# Excerpted records:
_ _ _ _ _ _ _
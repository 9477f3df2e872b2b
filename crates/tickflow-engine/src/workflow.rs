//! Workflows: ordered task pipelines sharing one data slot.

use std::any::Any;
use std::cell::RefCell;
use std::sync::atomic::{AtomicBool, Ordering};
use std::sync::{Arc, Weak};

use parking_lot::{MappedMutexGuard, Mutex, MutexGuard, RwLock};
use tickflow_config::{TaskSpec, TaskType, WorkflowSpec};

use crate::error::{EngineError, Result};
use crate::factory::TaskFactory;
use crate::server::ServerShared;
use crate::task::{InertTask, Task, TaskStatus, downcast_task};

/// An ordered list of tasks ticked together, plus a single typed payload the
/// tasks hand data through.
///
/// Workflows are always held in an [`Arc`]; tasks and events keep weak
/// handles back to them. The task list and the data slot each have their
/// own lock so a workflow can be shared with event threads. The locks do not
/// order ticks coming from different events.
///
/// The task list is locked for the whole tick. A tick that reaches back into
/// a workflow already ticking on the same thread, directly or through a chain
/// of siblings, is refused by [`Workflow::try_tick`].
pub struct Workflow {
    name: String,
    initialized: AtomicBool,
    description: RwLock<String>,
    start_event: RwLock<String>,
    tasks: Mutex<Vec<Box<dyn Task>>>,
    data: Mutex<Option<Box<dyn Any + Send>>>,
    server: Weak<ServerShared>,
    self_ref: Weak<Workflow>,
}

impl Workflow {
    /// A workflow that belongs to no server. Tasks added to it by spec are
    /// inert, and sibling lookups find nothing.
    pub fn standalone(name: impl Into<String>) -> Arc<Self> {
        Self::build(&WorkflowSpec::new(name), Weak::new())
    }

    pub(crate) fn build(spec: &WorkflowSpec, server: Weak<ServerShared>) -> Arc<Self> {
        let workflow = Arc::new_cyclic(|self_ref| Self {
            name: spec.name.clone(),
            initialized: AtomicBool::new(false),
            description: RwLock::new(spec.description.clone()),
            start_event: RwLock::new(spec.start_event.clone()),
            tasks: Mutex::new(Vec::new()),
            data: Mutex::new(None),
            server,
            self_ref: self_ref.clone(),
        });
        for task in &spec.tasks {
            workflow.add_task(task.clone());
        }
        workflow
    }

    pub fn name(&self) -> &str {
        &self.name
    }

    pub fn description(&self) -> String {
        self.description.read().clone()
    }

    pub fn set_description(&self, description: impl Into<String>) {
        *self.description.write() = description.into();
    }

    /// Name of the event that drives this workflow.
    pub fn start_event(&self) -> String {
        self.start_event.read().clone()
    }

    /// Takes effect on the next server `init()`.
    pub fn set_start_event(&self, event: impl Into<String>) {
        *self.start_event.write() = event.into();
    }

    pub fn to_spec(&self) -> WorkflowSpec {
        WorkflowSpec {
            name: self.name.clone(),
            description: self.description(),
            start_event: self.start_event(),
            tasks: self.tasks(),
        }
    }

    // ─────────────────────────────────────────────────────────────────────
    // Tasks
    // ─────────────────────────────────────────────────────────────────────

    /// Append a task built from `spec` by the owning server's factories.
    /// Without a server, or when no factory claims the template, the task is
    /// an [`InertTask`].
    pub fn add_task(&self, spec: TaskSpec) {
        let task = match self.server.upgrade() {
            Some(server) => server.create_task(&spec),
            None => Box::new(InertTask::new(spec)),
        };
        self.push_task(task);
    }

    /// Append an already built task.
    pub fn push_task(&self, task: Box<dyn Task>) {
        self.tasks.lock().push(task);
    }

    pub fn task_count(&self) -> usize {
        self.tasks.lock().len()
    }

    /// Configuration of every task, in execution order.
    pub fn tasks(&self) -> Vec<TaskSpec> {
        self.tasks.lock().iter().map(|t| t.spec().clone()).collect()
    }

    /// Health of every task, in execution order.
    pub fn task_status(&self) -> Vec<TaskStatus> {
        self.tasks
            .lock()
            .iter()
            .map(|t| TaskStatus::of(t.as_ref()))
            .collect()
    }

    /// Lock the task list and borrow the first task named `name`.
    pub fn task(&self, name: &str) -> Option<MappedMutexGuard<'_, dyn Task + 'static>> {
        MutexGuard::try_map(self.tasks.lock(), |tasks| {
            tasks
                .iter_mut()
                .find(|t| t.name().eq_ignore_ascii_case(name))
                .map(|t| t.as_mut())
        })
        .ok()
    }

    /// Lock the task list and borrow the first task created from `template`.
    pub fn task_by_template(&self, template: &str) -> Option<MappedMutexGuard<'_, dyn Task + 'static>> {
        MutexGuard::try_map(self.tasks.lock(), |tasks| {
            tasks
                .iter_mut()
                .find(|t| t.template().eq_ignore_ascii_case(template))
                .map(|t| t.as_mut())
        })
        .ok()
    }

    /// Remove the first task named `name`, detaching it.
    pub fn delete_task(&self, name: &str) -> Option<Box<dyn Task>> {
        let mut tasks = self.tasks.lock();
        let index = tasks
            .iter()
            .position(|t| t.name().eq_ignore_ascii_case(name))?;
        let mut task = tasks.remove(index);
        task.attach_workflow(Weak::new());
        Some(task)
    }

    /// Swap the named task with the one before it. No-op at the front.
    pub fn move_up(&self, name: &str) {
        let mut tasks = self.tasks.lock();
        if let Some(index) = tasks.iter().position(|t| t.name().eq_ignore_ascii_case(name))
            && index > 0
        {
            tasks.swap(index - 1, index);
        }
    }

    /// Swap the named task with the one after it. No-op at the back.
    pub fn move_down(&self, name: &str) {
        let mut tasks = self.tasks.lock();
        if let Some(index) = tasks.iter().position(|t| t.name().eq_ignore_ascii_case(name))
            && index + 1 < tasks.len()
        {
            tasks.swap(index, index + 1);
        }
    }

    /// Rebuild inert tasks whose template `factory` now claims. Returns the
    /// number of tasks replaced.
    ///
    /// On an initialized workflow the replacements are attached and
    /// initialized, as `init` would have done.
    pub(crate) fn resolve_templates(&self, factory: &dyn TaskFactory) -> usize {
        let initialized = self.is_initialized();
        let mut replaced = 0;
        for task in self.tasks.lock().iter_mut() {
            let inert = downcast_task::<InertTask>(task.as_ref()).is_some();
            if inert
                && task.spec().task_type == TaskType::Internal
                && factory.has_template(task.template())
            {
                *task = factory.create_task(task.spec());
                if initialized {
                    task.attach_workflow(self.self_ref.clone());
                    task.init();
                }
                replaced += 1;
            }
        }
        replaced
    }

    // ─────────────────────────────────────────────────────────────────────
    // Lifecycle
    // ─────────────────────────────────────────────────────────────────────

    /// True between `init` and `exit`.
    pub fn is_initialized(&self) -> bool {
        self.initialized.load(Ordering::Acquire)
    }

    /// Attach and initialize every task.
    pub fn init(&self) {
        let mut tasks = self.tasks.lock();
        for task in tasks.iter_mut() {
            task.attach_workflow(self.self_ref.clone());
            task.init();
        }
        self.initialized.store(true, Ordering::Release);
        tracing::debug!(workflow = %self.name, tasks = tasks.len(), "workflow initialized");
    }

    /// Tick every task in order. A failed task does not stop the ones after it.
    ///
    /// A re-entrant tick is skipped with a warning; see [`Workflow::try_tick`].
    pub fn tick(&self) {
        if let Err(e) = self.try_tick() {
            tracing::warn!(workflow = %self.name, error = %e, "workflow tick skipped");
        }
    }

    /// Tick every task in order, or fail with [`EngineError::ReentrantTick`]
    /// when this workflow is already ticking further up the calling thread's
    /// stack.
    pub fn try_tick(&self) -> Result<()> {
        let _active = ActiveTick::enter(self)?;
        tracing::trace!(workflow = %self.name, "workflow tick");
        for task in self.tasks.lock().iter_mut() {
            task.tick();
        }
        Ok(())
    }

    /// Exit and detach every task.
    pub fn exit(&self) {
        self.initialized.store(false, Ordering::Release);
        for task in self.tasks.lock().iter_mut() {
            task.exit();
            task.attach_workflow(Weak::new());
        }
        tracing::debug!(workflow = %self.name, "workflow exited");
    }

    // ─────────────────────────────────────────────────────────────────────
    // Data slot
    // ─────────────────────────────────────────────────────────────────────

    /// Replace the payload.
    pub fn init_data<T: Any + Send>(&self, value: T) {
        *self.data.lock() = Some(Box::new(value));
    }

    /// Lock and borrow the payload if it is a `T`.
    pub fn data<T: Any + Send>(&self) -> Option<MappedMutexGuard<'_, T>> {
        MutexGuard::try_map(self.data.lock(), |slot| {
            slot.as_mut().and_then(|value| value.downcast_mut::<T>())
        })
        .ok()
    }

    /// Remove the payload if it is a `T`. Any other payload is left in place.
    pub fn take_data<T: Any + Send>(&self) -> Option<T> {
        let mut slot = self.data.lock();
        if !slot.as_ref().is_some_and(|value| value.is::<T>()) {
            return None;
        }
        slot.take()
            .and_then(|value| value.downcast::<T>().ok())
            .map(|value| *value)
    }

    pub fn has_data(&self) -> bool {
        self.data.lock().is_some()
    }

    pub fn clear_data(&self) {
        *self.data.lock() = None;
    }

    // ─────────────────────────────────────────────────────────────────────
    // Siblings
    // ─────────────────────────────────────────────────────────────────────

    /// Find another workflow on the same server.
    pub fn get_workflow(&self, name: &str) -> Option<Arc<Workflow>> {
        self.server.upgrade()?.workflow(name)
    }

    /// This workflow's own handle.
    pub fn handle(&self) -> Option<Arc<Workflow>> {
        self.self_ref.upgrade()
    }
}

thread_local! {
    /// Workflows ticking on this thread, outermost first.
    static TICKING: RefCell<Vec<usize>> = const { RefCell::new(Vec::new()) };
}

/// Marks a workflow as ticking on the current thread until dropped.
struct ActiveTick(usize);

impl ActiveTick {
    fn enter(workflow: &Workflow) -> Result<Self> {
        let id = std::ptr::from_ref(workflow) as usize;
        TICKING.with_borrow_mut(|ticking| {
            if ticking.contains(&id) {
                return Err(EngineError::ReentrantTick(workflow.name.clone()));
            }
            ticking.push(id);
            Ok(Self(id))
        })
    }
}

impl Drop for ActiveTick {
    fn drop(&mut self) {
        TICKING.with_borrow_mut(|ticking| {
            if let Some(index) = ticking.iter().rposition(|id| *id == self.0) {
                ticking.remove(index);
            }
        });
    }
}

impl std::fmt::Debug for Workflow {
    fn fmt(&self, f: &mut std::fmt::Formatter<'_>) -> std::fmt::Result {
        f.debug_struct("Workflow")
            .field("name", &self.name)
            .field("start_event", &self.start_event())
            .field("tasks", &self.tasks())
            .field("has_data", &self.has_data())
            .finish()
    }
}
_ _ _ _ _ _ _
# Problem:
Restate the entries above word for word, beginning with their first line and ending with the line holding "pub struct Workflow"; omit everything else.

# Final answer:
repository 9477f3df2e872b2b
filename crates/tickflow-engine/src/workflow.rs
//! Workflows: ordered task pipelines sharing one data slot.

use std::any::Any;
use std::cell::RefCell;
use std::sync::atomic::{AtomicBool, Ordering};
use std::sync::{Arc, Weak};

use parking_lot::{MappedMutexGuard, Mutex, MutexGuard, RwLock};
use tickflow_config::{TaskSpec, TaskType, WorkflowSpec};

use crate::error::{EngineError, Result};
use crate::factory::TaskFactory;
use crate::server::ServerShared;
use crate::task::{InertTask, Task, TaskStatus, downcast_task};

/// An ordered list of tasks ticked together, plus a single typed payload the
/// tasks hand data through.
///
/// Workflows are always held in an [`Arc`]; tasks and events keep weak
/// handles back to them. The task list and the data slot each have their
/// own lock so a workflow can be shared with event threads. The locks do not
/// order ticks coming from different events.
///
/// The task list is locked for the whole tick. A tick that reaches back into
/// a workflow already ticking on the same thread, directly or through a chain
/// of siblings, is refused by [`Workflow::try_tick`].
pub struct Workflow {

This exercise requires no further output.